impl CollState {
    /// Fresh state at generation 0.
    ///
    /// `direct` selects per-child downward relays (and the parent as the
    /// expected FAN-OUT sender) instead of one root-to-subtree send.
    pub fn new(key: &CollKey, topology: TreeTopology, local: NodeId, direct: bool) -> Self {
        let children = topology.child_count();
        Self {
            local,
            topology,
            direct,
            seq: 0,
            phase: Phase::Sync,
            started: None,
            contrib_local: false,
            contrib_children: vec![false; children],
            contrib_child_cnt: 0,
            upward: ContributionBuffer::new(key),
            upward_send: SendState::None,
            next_started: None,
            contrib_parent: false,
            downward: ContributionBuffer::new(key),
            downward_expected: 0,
            downward_done: 0,
            callback: None,
        }
    }

    /// Current generation.
    pub fn seq(&self) -> u32 {
        self.seq
    }

    /// Current phase.
    pub fn phase(&self) -> Phase {
        self.phase
    }

    /// Tree seen from this node.
    pub fn topology(&self) -> &TreeTopology {
        &self.topology
    }

    /// Node allowed to send FAN-OUT messages here.
    pub fn downward_source(&self) -> Option<NodeId> {
        if self.topology.is_root() {
            None
        } else if self.direct {
            self.topology.parent()
        } else {
            Some(self.topology.root())
        }
    }

    /// Diagnostic copy.
    pub fn snapshot(&self) -> CollSnapshot {
        CollSnapshot {
            seq: self.seq,
            phase: self.phase,
            upward_send: self.upward_send,
            contrib_local: self.contrib_local,
            children_contributed: self.contrib_child_cnt,
            children_expected: self.contrib_children.len(),
            contrib_parent: self.contrib_parent,
            downward_done: self.downward_done,
            downward_expected: self.downward_expected,
            upward_len: self.upward.data_len(),
            downward_len: self.downward.data_len(),
            callback_pending: self.callback.is_some(),
        }
    }

    // ========================================================================
    // Contributions
    // ========================================================================

    /// Contribute this node's local data; returns the generation joined.
    ///
    /// Accepted in SYNC and COLLECT, and in DOWNWARD_FORWARD as the start of
    /// the next generation. Rejected in UPWARD_FORWARD. On rejection the
    /// callback is dropped without being called.
    pub fn contribute_local(
        &mut self,
        data: &[u8],
        callback: Option<FenceCallback>,
        now: Instant,
        out: &mut Vec<Action>,
    ) -> Result<u32> {
        if self.phase == Phase::UpwardForward {
            return Err(Error::WrongPhase(self.phase.name()));
        }
        if self.contrib_local {
            return Err(Error::AlreadyContributed {
                seq: self.accumulating_seq(),
            });
        }
        let joined = self.accumulating_seq();
        self.mark_activity(now);
        self.upward.reserve(data.len());
        self.upward.append(data);
        self.contrib_local = true;
        self.callback = callback;
        self.progress(out);
        Ok(joined)
    }

    /// Contribution from a direct child.
    pub fn contribute_from_child(
        &mut self,
        node: NodeId,
        seq: u32,
        data: &[u8],
        now: Instant,
        out: &mut Vec<Action>,
    ) -> Result<ContribStatus> {
        let slot = self
            .topology
            .child_slot(node)
            .ok_or(Error::UnexpectedSender {
                node,
                kind: MsgType::FanIn.name(),
            })?;
        let expected = self.accumulating_seq();

        if seq == expected {
            if self.contrib_children[slot] {
                return Ok(ContribStatus::Duplicate);
            }
            self.mark_activity(now);
            self.contrib_children[slot] = true;
            self.contrib_child_cnt += 1;
            self.upward.reserve(data.len());
            self.upward.append(data);
            self.progress(out);
            return Ok(ContribStatus::Accepted);
        }
        if seq == expected.wrapping_sub(1) {
            return Ok(ContribStatus::Stale);
        }
        Err(self.desync(expected, seq, node, out))
    }

    /// Downward aggregate from the parent (or the root without direct connections).
    pub fn contribute_from_parent(
        &mut self,
        node: NodeId,
        seq: u32,
        data: &[u8],
        out: &mut Vec<Action>,
    ) -> Result<ContribStatus> {
        if self.downward_source() != Some(node) {
            return Err(Error::UnexpectedSender {
                node,
                kind: MsgType::FanOut.name(),
            });
        }
        let s = self.seq;
        match self.phase {
            Phase::UpwardForward if seq == s => {
                if self.contrib_parent {
                    return Ok(ContribStatus::Duplicate);
                }
                self.downward.reserve(data.len());
                self.downward.append(data);
                self.contrib_parent = true;
                self.progress(out);
                Ok(ContribStatus::Accepted)
            }
            Phase::DownwardForward if seq == s => Ok(ContribStatus::Duplicate),
            _ if seq == s.wrapping_sub(1) => Ok(ContribStatus::Stale),
            _ => Err(self.desync(s, seq, node, out)),
        }
    }

    // ========================================================================
    // Completions
    // ========================================================================

    /// Transport finished the upward send of generation `seq`.
    ///
    /// On success the upward accumulators are cleared for the next generation.
    ///
    /// Completions for other generations are ignored and reported as `false`.
    pub fn upward_complete(&mut self, seq: u32, ok: bool, out: &mut Vec<Action>) -> bool {
        if self.phase != Phase::UpwardForward
            || seq != self.seq
            || self.upward_send != SendState::Active
        {
            return false;
        }
        if ok {
            self.upward_send = SendState::Done;
            self.reset_accumulators();
            self.progress(out);
        } else {
            self.upward_send = SendState::Failed;
            self.abandon(FenceError::SendFailed, out);
        }
        true
    }

    /// Transport finished one downward send of generation `seq`.
    pub fn downward_complete(&mut self, seq: u32, ok: bool, out: &mut Vec<Action>) -> bool {
        if self.phase != Phase::DownwardForward || seq != self.seq {
            return false;
        }
        if ok {
            self.downward_done += 1;
            self.progress(out);
        } else {
            self.abandon(FenceError::SendFailed, out);
        }
        true
    }

    /// Abandon the in-flight generation if it started more than `timeout` before `now`.
    pub fn check_timeout(&mut self, now: Instant, timeout: Duration, out: &mut Vec<Action>) -> bool {
        if self.phase == Phase::Sync {
            return false;
        }
        let expired = self
            .started
            .map(|t| now.saturating_duration_since(t) > timeout)
            .unwrap_or(false);
        if expired {
            self.abandon(FenceError::Timeout, out);
        }
        expired
    }

    // ========================================================================
    // Transitions
    // ========================================================================

    /// Whether the upward accumulators hold the next generation.
    fn collecting_next(&self) -> bool {
        match self.phase {
            Phase::DownwardForward => true,
            Phase::UpwardForward => self.upward_send == SendState::Done,
            Phase::Sync | Phase::Collect => false,
        }
    }

    /// Generation the upward accumulators currently collect for.
    fn accumulating_seq(&self) -> u32 {
        if self.collecting_next() {
            self.seq.wrapping_add(1)
        } else {
            self.seq
        }
    }

    fn mark_activity(&mut self, now: Instant) {
        if self.phase == Phase::Sync {
            self.phase = Phase::Collect;
            self.started = Some(now);
        } else if self.collecting_next() {
            self.next_started.get_or_insert(now);
        }
    }

    fn progress(&mut self, out: &mut Vec<Action>) {
        loop {
            let advanced = match self.phase {
                Phase::Sync => false,
                Phase::Collect => {
                    let ready = self.contrib_local
                        && self.contrib_child_cnt == self.contrib_children.len();
                    if ready {
                        self.forward_up(out);
                    }
                    ready
                }
                Phase::UpwardForward => {
                    let ready = self.upward_send == SendState::Done && self.contrib_parent;
                    if ready {
                        self.forward_down(out);
                    }
                    ready
                }
                Phase::DownwardForward => {
                    let ready = self.downward_done >= self.downward_expected;
                    if ready {
                        self.finish_generation();
                    }
                    ready
                }
            };
            if !advanced {
                break;
            }
        }
    }

    fn forward_up(&mut self, out: &mut Vec<Action>) {
        self.phase = Phase::UpwardForward;
        match self.topology.parent() {
            None => {
                self.downward.reserve(self.upward.data_len());
                self.downward.append(self.upward.data());
                self.upward_send = SendState::Done;
                self.contrib_parent = true;
                self.reset_accumulators();
            }
            Some(parent) => {
                let frame = self.upward.stamp(MsgType::FanIn, self.seq, self.local);
                self.upward_send = SendState::Active;
                out.push(Action::SendUp {
                    parent,
                    seq: self.seq,
                    frame,
                });
            }
        }
    }

    fn forward_down(&mut self, out: &mut Vec<Action>) {
        self.phase = Phase::DownwardForward;
        let frame = self.downward.stamp(MsgType::FanOut, self.seq, self.local);

        let mut sends = 0;
        if self.direct {
            for child in self.topology.children() {
                out.push(Action::SendDown {
                    to: vec![child],
                    seq: self.seq,
                    frame: frame.clone(),
                });
                sends += 1;
            }
        } else if self.topology.is_root() && !self.topology.descendants().is_empty() {
            out.push(Action::SendDown {
                to: self.topology.descendants().to_vec(),
                seq: self.seq,
                frame: frame.clone(),
            });
            sends += 1;
        }

        // Local delivery is not gated on remote completions and counts as done.
        self.downward_expected = sends + 1;
        self.downward_done = 1;
        if let Some(callback) = self.callback.take() {
            out.push(Action::Deliver {
                callback,
                data: self.downward.data().to_vec(),
            });
        }

        // Accumulators were cleared when the upward send completed and may
        // already hold next-generation contributions.
        self.upward_send = SendState::None;
    }

    fn finish_generation(&mut self) {
        self.seq = self.seq.wrapping_add(1);
        self.reset_downward();
        if self.contrib_local || self.contrib_child_cnt > 0 {
            self.phase = Phase::Collect;
            self.started = self.next_started.take();
        } else {
            self.phase = Phase::Sync;
            self.started = None;
            self.callback = None;
        }
    }

    fn desync(&mut self, expected: u32, got: u32, node: NodeId, out: &mut Vec<Action>) -> Error {
        out.push(Action::AbortStep {
            reason: format!(
                "collective desynchronized: node {} sent seq={} while seq={} was expected in {}",
                node, got, expected, self.phase
            ),
        });
        self.abandon(FenceError::ProtocolError, out);
        Error::ProtocolDesync { expected, got }
    }

    /// Drop the in-flight generation and move past it.
    ///
    /// Contributions already accepted for the next generation survive: the
    /// instance continues in COLLECT with them.
    fn abandon(&mut self, error: FenceError, out: &mut Vec<Action>) {
        if self.phase == Phase::Sync {
            return;
        }
        let next = self.collecting_next();
        // In DOWNWARD_FORWARD the abandoned generation was already delivered;
        // a registered callback belongs to the next one.
        if self.phase != Phase::DownwardForward {
            if let Some(callback) = self.callback.take() {
                out.push(Action::Notify { callback, error });
            }
        }
        self.reset_downward();
        self.upward_send = SendState::None;
        self.seq = self.seq.wrapping_add(1);

        if next && (self.contrib_local || self.contrib_child_cnt > 0) {
            self.phase = Phase::Collect;
            self.started = self.next_started.take();
            self.progress(out);
        } else {
            self.reset_accumulators();
            self.phase = Phase::Sync;
            self.started = None;
            self.callback = None;
        }
    }

    fn reset_accumulators(&mut self) {
        self.contrib_local = false;
        self.contrib_children.fill(false);
        self.contrib_child_cnt = 0;
        self.upward.reset();
        self.next_started = None;
    }

    fn reset_downward(&mut self) {
        self.contrib_parent = false;
        self.downward.reset();
        self.downward_expected = 0;
        self.downward_done = 0;
    }
}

__________________________________________________

• **Task goal**
Search the entries above for "FanIn". Return every line that has it.

• **Answer to the problem**
                kind: MsgType::FanIn.name(),
                let frame = self.upward.stamp(MsgType::FanIn, self.seq, self.local);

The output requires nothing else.